---------- Data to process ----------

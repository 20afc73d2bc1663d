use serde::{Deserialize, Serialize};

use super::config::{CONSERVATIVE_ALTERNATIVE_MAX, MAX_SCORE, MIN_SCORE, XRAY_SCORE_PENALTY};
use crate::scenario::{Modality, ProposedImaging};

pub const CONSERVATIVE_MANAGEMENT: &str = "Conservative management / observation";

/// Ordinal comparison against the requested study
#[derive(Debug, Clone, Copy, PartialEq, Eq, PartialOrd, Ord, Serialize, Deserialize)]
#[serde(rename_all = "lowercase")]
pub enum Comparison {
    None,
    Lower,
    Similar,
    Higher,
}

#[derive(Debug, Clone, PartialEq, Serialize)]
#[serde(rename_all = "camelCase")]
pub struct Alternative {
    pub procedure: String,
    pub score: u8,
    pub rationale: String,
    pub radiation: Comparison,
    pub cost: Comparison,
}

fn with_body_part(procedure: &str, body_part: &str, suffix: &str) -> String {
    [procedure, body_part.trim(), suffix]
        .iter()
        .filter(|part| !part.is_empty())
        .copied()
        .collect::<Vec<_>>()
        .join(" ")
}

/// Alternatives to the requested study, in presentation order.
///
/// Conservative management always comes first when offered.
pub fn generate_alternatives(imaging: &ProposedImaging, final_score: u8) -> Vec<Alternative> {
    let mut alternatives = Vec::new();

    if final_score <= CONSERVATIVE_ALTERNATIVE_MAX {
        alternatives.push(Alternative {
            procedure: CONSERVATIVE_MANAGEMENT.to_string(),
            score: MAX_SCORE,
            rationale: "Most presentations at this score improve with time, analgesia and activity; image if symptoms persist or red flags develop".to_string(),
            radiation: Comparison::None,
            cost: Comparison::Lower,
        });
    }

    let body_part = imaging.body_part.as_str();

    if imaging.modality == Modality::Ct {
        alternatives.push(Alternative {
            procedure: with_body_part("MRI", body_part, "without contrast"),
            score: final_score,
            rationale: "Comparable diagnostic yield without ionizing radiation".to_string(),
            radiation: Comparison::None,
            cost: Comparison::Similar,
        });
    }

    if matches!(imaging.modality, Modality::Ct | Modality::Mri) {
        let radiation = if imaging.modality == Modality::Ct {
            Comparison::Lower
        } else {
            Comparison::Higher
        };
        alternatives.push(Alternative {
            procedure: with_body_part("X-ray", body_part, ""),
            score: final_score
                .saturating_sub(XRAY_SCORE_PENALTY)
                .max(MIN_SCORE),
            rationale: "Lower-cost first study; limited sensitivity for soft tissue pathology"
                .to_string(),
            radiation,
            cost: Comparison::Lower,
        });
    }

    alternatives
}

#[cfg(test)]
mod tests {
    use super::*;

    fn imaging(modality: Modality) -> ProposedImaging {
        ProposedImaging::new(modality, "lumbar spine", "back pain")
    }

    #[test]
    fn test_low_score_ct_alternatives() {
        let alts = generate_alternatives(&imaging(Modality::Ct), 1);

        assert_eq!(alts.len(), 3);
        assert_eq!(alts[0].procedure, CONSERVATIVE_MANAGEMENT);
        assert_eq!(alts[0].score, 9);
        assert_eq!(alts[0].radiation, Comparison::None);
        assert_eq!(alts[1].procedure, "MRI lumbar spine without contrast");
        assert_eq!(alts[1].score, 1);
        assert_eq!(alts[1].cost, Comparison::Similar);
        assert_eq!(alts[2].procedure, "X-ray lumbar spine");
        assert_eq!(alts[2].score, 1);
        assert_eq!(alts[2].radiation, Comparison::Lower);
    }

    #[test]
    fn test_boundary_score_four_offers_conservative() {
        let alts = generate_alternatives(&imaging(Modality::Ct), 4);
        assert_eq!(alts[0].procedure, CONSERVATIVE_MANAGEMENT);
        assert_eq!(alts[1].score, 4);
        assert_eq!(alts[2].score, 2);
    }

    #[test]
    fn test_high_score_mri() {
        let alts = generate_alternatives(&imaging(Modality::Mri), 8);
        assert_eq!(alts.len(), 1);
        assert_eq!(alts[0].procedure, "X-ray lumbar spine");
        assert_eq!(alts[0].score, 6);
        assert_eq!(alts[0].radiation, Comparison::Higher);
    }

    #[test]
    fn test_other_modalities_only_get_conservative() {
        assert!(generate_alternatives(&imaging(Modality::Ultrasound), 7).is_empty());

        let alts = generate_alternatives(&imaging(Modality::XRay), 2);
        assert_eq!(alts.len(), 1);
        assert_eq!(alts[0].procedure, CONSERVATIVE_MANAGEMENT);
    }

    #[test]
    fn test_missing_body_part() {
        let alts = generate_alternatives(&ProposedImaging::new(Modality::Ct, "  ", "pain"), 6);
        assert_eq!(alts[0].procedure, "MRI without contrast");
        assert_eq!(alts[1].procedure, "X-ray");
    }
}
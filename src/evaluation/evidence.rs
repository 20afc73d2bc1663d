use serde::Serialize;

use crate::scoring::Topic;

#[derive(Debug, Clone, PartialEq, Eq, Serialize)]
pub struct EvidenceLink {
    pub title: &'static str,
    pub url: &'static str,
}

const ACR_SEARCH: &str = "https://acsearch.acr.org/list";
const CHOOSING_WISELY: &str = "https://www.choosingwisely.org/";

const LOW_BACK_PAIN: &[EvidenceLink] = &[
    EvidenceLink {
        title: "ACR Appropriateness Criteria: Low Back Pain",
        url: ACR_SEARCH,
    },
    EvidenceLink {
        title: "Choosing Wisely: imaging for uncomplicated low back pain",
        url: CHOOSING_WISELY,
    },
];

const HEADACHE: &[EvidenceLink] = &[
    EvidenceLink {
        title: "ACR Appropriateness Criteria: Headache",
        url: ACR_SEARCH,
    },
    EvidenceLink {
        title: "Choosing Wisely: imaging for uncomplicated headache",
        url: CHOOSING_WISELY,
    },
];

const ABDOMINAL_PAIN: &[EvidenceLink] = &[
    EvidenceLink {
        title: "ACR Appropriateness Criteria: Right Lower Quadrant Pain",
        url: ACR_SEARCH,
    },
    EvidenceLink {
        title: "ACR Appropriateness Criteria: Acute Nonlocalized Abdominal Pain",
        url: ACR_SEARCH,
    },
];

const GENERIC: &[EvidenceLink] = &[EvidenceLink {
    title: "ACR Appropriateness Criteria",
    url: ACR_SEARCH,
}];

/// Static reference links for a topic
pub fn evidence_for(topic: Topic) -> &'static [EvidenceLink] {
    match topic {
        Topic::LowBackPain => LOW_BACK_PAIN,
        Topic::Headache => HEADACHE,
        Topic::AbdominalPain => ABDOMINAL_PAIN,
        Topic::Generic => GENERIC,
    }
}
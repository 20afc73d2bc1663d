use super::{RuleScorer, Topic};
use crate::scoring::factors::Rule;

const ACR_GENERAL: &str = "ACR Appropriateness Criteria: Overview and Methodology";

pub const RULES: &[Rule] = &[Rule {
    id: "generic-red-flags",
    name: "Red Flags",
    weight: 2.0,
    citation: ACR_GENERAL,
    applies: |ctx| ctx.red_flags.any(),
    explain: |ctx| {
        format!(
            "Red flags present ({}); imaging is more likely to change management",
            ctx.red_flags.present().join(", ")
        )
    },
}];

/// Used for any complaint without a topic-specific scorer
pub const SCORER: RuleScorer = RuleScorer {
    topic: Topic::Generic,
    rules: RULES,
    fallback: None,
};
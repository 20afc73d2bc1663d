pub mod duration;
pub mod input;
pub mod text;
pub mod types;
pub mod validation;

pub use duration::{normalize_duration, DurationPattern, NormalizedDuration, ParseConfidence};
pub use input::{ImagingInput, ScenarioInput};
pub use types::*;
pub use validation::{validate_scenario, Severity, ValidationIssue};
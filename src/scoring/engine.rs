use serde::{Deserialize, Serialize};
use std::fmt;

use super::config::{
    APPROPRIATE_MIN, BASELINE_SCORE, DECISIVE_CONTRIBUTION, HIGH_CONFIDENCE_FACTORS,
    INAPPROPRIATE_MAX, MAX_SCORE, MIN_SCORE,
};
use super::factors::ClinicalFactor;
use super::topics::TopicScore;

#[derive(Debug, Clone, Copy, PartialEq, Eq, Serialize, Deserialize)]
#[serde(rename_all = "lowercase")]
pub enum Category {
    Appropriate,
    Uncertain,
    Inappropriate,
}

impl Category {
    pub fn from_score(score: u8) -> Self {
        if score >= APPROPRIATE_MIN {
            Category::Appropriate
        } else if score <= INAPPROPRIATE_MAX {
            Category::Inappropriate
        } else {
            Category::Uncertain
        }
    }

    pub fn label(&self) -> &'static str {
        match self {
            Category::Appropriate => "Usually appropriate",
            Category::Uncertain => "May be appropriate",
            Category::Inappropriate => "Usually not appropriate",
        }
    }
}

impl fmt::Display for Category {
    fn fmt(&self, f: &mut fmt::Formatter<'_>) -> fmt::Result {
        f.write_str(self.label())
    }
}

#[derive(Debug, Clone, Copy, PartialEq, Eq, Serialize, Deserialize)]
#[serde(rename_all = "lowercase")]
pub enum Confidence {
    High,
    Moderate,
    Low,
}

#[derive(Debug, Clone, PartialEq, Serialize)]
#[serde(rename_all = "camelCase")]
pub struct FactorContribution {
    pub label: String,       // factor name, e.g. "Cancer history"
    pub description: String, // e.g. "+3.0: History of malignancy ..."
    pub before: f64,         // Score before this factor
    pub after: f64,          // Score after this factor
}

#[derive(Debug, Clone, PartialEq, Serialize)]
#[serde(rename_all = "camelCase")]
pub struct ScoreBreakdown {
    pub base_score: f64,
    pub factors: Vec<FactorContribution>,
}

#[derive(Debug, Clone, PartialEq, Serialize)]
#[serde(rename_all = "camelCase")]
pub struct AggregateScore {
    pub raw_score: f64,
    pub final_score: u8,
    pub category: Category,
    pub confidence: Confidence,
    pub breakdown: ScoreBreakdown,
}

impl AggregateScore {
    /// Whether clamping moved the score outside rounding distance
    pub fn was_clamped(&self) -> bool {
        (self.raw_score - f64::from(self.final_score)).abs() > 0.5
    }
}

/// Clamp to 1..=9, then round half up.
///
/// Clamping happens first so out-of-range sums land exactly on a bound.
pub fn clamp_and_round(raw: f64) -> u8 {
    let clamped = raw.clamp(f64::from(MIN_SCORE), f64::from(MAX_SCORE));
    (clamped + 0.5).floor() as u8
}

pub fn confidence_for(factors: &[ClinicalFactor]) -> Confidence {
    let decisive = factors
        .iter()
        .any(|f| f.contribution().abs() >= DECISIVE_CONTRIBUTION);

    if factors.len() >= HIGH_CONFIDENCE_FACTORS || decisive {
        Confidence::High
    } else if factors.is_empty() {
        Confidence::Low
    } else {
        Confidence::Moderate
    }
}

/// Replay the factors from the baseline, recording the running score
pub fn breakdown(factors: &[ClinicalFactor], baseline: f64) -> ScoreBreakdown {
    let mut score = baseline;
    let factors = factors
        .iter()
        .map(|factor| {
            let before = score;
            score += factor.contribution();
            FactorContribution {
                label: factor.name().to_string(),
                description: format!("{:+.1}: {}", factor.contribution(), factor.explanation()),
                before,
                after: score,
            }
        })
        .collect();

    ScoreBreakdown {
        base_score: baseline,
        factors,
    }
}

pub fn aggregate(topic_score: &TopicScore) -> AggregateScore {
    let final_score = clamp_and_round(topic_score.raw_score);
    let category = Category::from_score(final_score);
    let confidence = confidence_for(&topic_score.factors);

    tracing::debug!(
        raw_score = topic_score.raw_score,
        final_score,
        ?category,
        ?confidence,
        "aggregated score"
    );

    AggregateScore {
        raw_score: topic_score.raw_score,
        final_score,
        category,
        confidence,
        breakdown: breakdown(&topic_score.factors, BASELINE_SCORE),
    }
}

----------

* [Prompt] Tell me how many lines of the records include the word "TopicScore", and say nothing else.

* [Finished task] 2